(Collected data)
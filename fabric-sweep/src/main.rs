// Copyright (c) 2024 Graphcore Ltd. All rights reserved.

//! Route a fabric and report the result.
//!
//! See `lib.rs` for details.

use std::error::Error;

use fabric_sweep::app::{App, setup_tracker};
use fabric_sweep::config::Config;
use fabric_track::{error, info};

fn main() -> Result<(), Box<dyn Error>> {
    let config = Config::load()?;
    let tracker = setup_tracker(&config)?;

    let mut app = App::build(&config, &tracker)?;
    let statuses = app.run(config.sweeps.unwrap_or(1));
    app.report();

    let routed = statuses.last().is_some_and(|status| status.committed);
    if routed {
        info!(app.top ; "fabric routed after {} sweeps", statuses.len());
    } else {
        error!(app.top ; "fabric not routed after {} sweeps", statuses.len());
    }
    app.engine.destroy();
    tracker.shutdown();

    if routed {
        Ok(())
    } else {
        Err("routing failed".into())
    }
}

_WHAT YOU HAVE TO DO_.
Only one stretch is wanted, so please give again exactly the lines from the start of the data through the line containing "fn main() ->", both ends included.

_RESPONSE_.
filename fabric-sweep/src/main.rs
// Copyright (c) 2024 Graphcore Ltd. All rights reserved.

//! Route a fabric and report the result.
//!
//! See `lib.rs` for details.

use std::error::Error;

use fabric_sweep::app::{App, setup_tracker};
use fabric_sweep::config::Config;
use fabric_track::{error, info};

fn main() -> Result<(), Box<dyn Error>> {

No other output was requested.